ARCA biopharma, Inc. (Nasdaq: ABIO), a biopharmaceutical company developing genetically-targeted therapies for atrial fibrillation and other cardiovascular diseases, today announced results of analyses of atrial fibrillation and pharmacogenetic data from the BEST trial, a previously conducted Phase 3 heart failure trial involving Gencaro in 2,708 advanced heart failure patients. Pursuant to their analysis, researchers concluded that Gencaro substantially decreased the risk of new onset atrial fibrillation in a large moderate-to-severe heart failure population, with a risk reduction of 41%. Furthermore, the researchers concluded that patients with a specific genotype (homozygous arginine at beta-1 389) had a 74% risk reduction for new onset atrial fibrillation. Based on a DNA sub-study in the BEST trial, ARCA believes approximately 50% of U.S. population has this specific genotype.
The data were selected for oral presentation at the American Heart Association’s Scientific Sessions 2011, being held November 12-16, 2011 in Orlando, Florida. Dr. Ryan Aleong, Assistant Professor of Medicine, Cardiology, Director of Implanted Cardiac Device Clinic, University of Colorado Hospital, and Interim Director of Arrhythmia Services at Denver Health Medical Center, presented the abstract “Prevention of Atrial Fibrillation by Bucindolol is Completely Dependent on the Beta-1 389 Arg/Gly Adrenergic Receptor Polymorphism.”
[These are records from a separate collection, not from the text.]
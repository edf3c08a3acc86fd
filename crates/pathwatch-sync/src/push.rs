//! The push channel: a best-effort invalidation stream.
//!
//! The push channel never carries data the synchronizer trusts. A frame
//! whose discriminator is in the [`FrameFilter`]'s recognized set becomes
//! a [`PushSignal`], which only asks the synchronizer to re-fetch through
//! the fetch channel.
//!
//! Every failure on this side is absorbed here: a connection that never
//! opens, a peer that drops mid-session, and frames that fail to decode
//! are logged and otherwise ignored. Polling remains the fallback of
//! record. The connection is attempted once per activation, with no
//! reconnect loop.

use std::time::Duration;

use futures::{SinkExt, StreamExt};
use serde_json::Value;
use tokio::sync::mpsc;
use tokio::sync::mpsc::error::TrySendError;
use tokio::task::JoinHandle;
use tokio_tungstenite::tungstenite::Message;
use tokio_util::sync::CancellationToken;
use tracing::{debug, info, warn};
use url::Url;

use crate::error::{FrameError, PushError};

/// Default time allowed for the stream handshake.
pub const DEFAULT_CONNECT_TIMEOUT: Duration = Duration::from_secs(5);

/// Upper bound on the close handshake, so a wedged peer cannot hold up
/// deactivation.
const CLOSE_TIMEOUT: Duration = Duration::from_secs(1);

/// "Something changed, re-fetch." Carries no payload.
#[derive(Debug, Clone, Copy, PartialEq, Eq)]
pub struct PushSignal;

/// The recognized discriminator set for inbound frames.
///
/// A frame is recognized when any `(field, value)` pair matches a
/// top-level string field of the frame object. Several fields may be
/// registered, which covers backends that are inconsistent about whether
/// the discriminator lives in `type` or `event_type`.
#[derive(Debug, Clone, Default, PartialEq, Eq)]
pub struct FrameFilter {
    discriminators: Vec<(String, String)>,
}

impl FrameFilter {
    /// An empty filter. Recognizes nothing.
    pub const fn new() -> Self {
        Self {
            discriminators: Vec::new(),
        }
    }

    /// Recognize frames whose `field` equals `value`.
    #[must_use]
    pub fn recognize(mut self, field: impl Into<String>, value: impl Into<String>) -> Self {
        self.discriminators.push((field.into(), value.into()));
        self
    }

    /// Whether no discriminator is registered.
    pub const fn is_empty(&self) -> bool {
        self.discriminators.is_empty()
    }

    /// Decode one text frame.
    ///
    /// Returns `Ok(Some(PushSignal))` for a recognized frame and
    /// `Ok(None)` for a well-formed but irrelevant one.
    ///
    /// # Errors
    ///
    /// Returns [`FrameError`] if the frame is not a JSON object.
    pub fn classify(&self, text: &str) -> Result<Option<PushSignal>, FrameError> {
        let frame: Value = serde_json::from_str(text)?;
        let object = frame.as_object().ok_or(FrameError::NotAnObject)?;

        let recognized = self.discriminators.iter().any(|(field, expected)| {
            object.get(field).and_then(Value::as_str) == Some(expected.as_str())
        });
        Ok(recognized.then_some(PushSignal))
    }
}

/// Decode a frame and forward the resulting signal, absorbing every
/// failure.
///
/// Returns `true` if a signal was queued. A full queue means a re-fetch is
/// already pending, so the extra signal is coalesced away.
pub fn dispatch_frame(filter: &FrameFilter, text: &str, signals: &mpsc::Sender<PushSignal>) -> bool {
    match filter.classify(text) {
        Ok(Some(signal)) => match signals.try_send(signal) {
            Ok(()) => true,
            Err(TrySendError::Full(_)) => {
                debug!("re-fetch already pending, coalescing push signal");
                false
            }
            Err(TrySendError::Closed(_)) => false,
        },
        Ok(None) => {
            debug!(frame_len = text.len(), "ignoring unrecognized push frame");
            false
        }
        Err(e) => {
            warn!(error = %e, "dropping undecodable push frame");
            false
        }
    }
}

/// A source of push signals.
///
/// `open` must return immediately; connecting happens on the spawned
/// task. The task must end promptly once `cancel` fires and must never
/// send after it has ended.
pub trait PushSource: Send + Sync + 'static {
    /// Spawn the connection task.
    fn open(&self, signals: mpsc::Sender<PushSignal>, cancel: CancellationToken) -> JoinHandle<()>;
}

/// An open push connection.
#[derive(Debug)]
pub struct PushHandle {
    cancel: CancellationToken,
    task: Option<JoinHandle<()>>,
}

impl PushHandle {
    /// Open `source`, tying its lifetime to a child of `parent`.
    pub fn open(
        source: &dyn PushSource,
        signals: mpsc::Sender<PushSignal>,
        parent: &CancellationToken,
    ) -> Self {
        let cancel = parent.child_token();
        let task = source.open(signals, cancel.clone());
        Self {
            cancel,
            task: Some(task),
        }
    }

    /// Close the connection and wait for its task to end.
    pub async fn close(mut self) {
        self.cancel.cancel();
        if let Some(task) = self.task.take() {
            if let Err(e) = task.await {
                if e.is_panic() {
                    warn!(error = %e, "push task panicked");
                }
            }
        }
    }
}

impl Drop for PushHandle {
    fn drop(&mut self) {
        self.cancel.cancel();
    }
}

// ---------------------------------------------------------------------------
// Event stream (WebSocket) source
// ---------------------------------------------------------------------------

/// Derive the event-stream URL for `path` on an HTTP `base_url`.
///
/// `http` becomes `ws` and `https` becomes `wss`; stream schemes pass
/// through unchanged.
///
/// # Errors
///
/// Returns [`PushError`] if the result does not parse or the scheme has no
/// streaming equivalent.
pub fn stream_url(base_url: &str, path: &str) -> Result<Url, PushError> {
    let mut url = Url::parse(&format!("{}{path}", base_url.trim_end_matches('/')))?;
    let scheme = match url.scheme() {
        "http" | "ws" => "ws",
        "https" | "wss" => "wss",
        other => return Err(PushError::UnsupportedScheme(other.to_owned())),
    };
    url.set_scheme(scheme)
        .map_err(|()| PushError::UnsupportedScheme(scheme.to_owned()))?;
    Ok(url)
}

/// Push source backed by a WebSocket event stream.
#[derive(Debug, Clone)]
pub struct WebSocketPush {
    url: Url,
    filter: FrameFilter,
    connect_timeout: Duration,
}

impl WebSocketPush {
    /// Stream from `url`, signalling on frames recognized by `filter`.
    pub const fn new(url: Url, filter: FrameFilter) -> Self {
        Self {
            url,
            filter,
            connect_timeout: DEFAULT_CONNECT_TIMEOUT,
        }
    }

    /// Override the handshake timeout.
    #[must_use]
    pub const fn with_connect_timeout(mut self, timeout: Duration) -> Self {
        self.connect_timeout = timeout;
        self
    }
}

impl PushSource for WebSocketPush {
    fn open(&self, signals: mpsc::Sender<PushSignal>, cancel: CancellationToken) -> JoinHandle<()> {
        tokio::spawn(run_stream(
            self.url.clone(),
            self.filter.clone(),
            self.connect_timeout,
            signals,
            cancel,
        ))
    }
}

/// Connect once and forward recognized frames until cancelled or dropped.
async fn run_stream(
    url: Url,
    filter: FrameFilter,
    connect_timeout: Duration,
    signals: mpsc::Sender<PushSignal>,
    cancel: CancellationToken,
) {
    let connect = tokio::time::timeout(connect_timeout, tokio_tungstenite::connect_async(url.as_str()));

    let mut stream = tokio::select! {
        biased;
        () = cancel.cancelled() => return,
        result = connect => match result {
            Ok(Ok((stream, _response))) => stream,
            Ok(Err(e)) => {
                warn!(url = %url, error = %e, "push channel failed to connect, relying on polling");
                return;
            }
            Err(_elapsed) => {
                warn!(url = %url, "push channel connect timed out, relying on polling");
                return;
            }
        },
    };

    info!(url = %url, "push channel connected");

    loop {
        tokio::select! {
            biased;
            () = cancel.cancelled() => {
                match tokio::time::timeout(CLOSE_TIMEOUT, stream.send(Message::Close(None))).await {
                    Ok(Ok(())) => {}
                    Ok(Err(e)) => debug!(error = %e, "push channel close handshake failed"),
                    Err(_elapsed) => debug!(url = %url, "push channel close handshake timed out"),
                }
                debug!(url = %url, "push channel closed");
                return;
            }
            frame = stream.next() => {
                match frame {
                    Some(Ok(Message::Text(text))) => {
                        dispatch_frame(&filter, &text, &signals);
                    }
                    Some(Ok(Message::Close(_))) | None => {
                        warn!(url = %url, "push channel dropped by peer, relying on polling");
                        return;
                    }
                    Some(Err(e)) => {
                        warn!(url = %url, error = %e, "push channel failed, relying on polling");
                        return;
                    }
                    Some(Ok(_)) => {
                        // Binary and control frames carry nothing for us;
                        // pings are answered by the protocol layer.
                    }
                }
            }
        }
    }
}

#[cfg(test)]
#[allow(clippy::unwrap_used)]
mod tests {
    use super::*;

    fn glyph_filter() -> FrameFilter {
        FrameFilter::new()
            .recognize("type", "glyph_collapse")
            .recognize("event_type", "path/bundle_generated")
    }

    #[test]
    fn recognizes_either_discriminator() {
        let filter = glyph_filter();
        assert_eq!(
            filter.classify(r#"{"type":"glyph_collapse"}"#).ok().flatten(),
            Some(PushSignal)
        );
        assert_eq!(
            filter
                .classify(r#"{"event_type":"path/bundle_generated","glyph":"Ψ"}"#)
                .ok()
                .flatten(),
            Some(PushSignal)
        );
    }

    #[test]
    fn ignores_unrelated_frames() {
        let filter = glyph_filter();
        assert_eq!(filter.classify(r#"{"type":"unrelated"}"#).ok().flatten(), None);
        assert_eq!(filter.classify(r#"{"event_type":"glyph_collapse"}"#).ok().flatten(), None);
        assert_eq!(filter.classify(r#"{"type":7}"#).ok().flatten(), None);
    }

    #[test]
    fn malformed_frames_are_errors() {
        let filter = glyph_filter();
        assert!(matches!(filter.classify("{not json"), Err(FrameError::Malformed(_))));
        assert!(matches!(filter.classify("[1,2]"), Err(FrameError::NotAnObject)));
    }

    #[test]
    fn empty_filter_recognizes_nothing() {
        let filter = FrameFilter::new();
        assert!(filter.is_empty());
        assert_eq!(filter.classify(r#"{"type":"glyph_collapse"}"#).ok().flatten(), None);
    }

    #[tokio::test]
    async fn dispatch_forwards_only_recognized_frames() {
        let filter = glyph_filter();
        let (tx, mut rx) = mpsc::channel(4);

        assert!(!dispatch_frame(&filter, "garbage", &tx));
        assert!(!dispatch_frame(&filter, r#"{"type":"unrelated"}"#, &tx));
        assert!(dispatch_frame(&filter, r#"{"type":"glyph_collapse"}"#, &tx));

        drop(tx);
        assert_eq!(rx.recv().await, Some(PushSignal));
        assert_eq!(rx.recv().await, None);
    }

    #[tokio::test]
    async fn dispatch_coalesces_when_queue_full() {
        let filter = glyph_filter();
        let (tx, _rx) = mpsc::channel(1);
        assert!(dispatch_frame(&filter, r#"{"type":"glyph_collapse"}"#, &tx));
        assert!(!dispatch_frame(&filter, r#"{"type":"glyph_collapse"}"#, &tx));
    }

    #[test]
    fn stream_url_swaps_scheme() {
        let url = stream_url("https://backend.example.com/", "/ws/path/glyph").ok();
        assert_eq!(
            url.map(String::from),
            Some("wss://backend.example.com/ws/path/glyph".to_owned())
        );

        let url = stream_url("http://127.0.0.1:8000", "/ws/path/glyph").ok();
        assert_eq!(
            url.map(String::from),
            Some("ws://127.0.0.1:8000/ws/path/glyph".to_owned())
        );
    }

    #[test]
    fn stream_url_rejects_other_schemes() {
        assert!(matches!(
            stream_url("ftp://backend", "/ws"),
            Err(PushError::UnsupportedScheme(_))
        ));
        assert!(matches!(stream_url("not a url", "/ws"), Err(PushError::InvalidUrl(_))));
    }

    #[tokio::test]
    async fn unreachable_stream_ends_quietly() {
        // Nothing listens on the discard port.
        let source = WebSocketPush::new(
            stream_url("http://127.0.0.1:9", "/ws/path/glyph").unwrap(),
            glyph_filter(),
        )
        .with_connect_timeout(Duration::from_millis(500));
        let (tx, mut rx) = mpsc::channel(4);
        let handle = PushHandle::open(&source, tx, &CancellationToken::new());

        // The task gives up on its own and drops its sender.
        assert_eq!(rx.recv().await, None);
        handle.close().await;
    }

    #[tokio::test]
    async fn close_completes_while_peer_stays_silent() {
        let listener = tokio::net::TcpListener::bind("127.0.0.1:0").await.unwrap();
        let addr = listener.local_addr().unwrap();
        let peer = tokio::spawn(async move {
            let (socket, _) = listener.accept().await.unwrap();
            let mut ws = tokio_tungstenite::accept_async(socket).await.unwrap();
            ws.send(Message::Text(r#"{"type":"glyph_collapse"}"#.into()))
                .await
                .unwrap();
            // Never read again, never answer the close.
            std::future::pending::<()>().await;
            drop(ws);
        });

        let source = WebSocketPush::new(
            stream_url(&format!("http://{addr}"), "/ws/path/glyph").unwrap(),
            glyph_filter(),
        );
        let (tx, mut rx) = mpsc::channel(4);
        let handle = PushHandle::open(&source, tx, &CancellationToken::new());
        assert_eq!(rx.recv().await, Some(PushSignal));

        let closed = tokio::time::timeout(Duration::from_secs(3), handle.close()).await;
        assert!(closed.is_ok());
        assert_eq!(rx.recv().await, None);
        peer.abort();
    }
}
Data presented in the abstract included:Beta blockers have modest efficacy for the prevention of atrial fibrillation in chronic heart failure/reduced ejection fraction (HFREF) populations, with risk reductions on the order of 20-40%. The researchers assessed the ability of the beta-blocker/sympatholytic agent Gencaro to prevent atrial fibrillation in the BEST trial, identifying new onset atrial fibrillation from adverse event/serious adverse event (AE/SAE) case report forms as well as routinely measured electrocardiograms (ECGs) in patients not in atrial fibrillation on study entry, and constructing Kaplan Meier curves using Cox regression. In the entire 2,708 patient cohort there were 115/1190 (9.7%) new onset atrial fibrillation episodes in baseline sinus rhythm patients in the placebo group, and 75/1202 (6.2%) in the Gencaro group. The time to event hazard ratio (95% CIs) was 0.59 (0.44, 0.79), p = 0.0004. In the 1,040 patient DNA substudy based on 80 total events the hazard ratio was 0.57 (0.36, 0.90), p = 0.014) and the therapeutic effect was completely dependent on the beta-1 389 Arginine/Glycine polymorphism.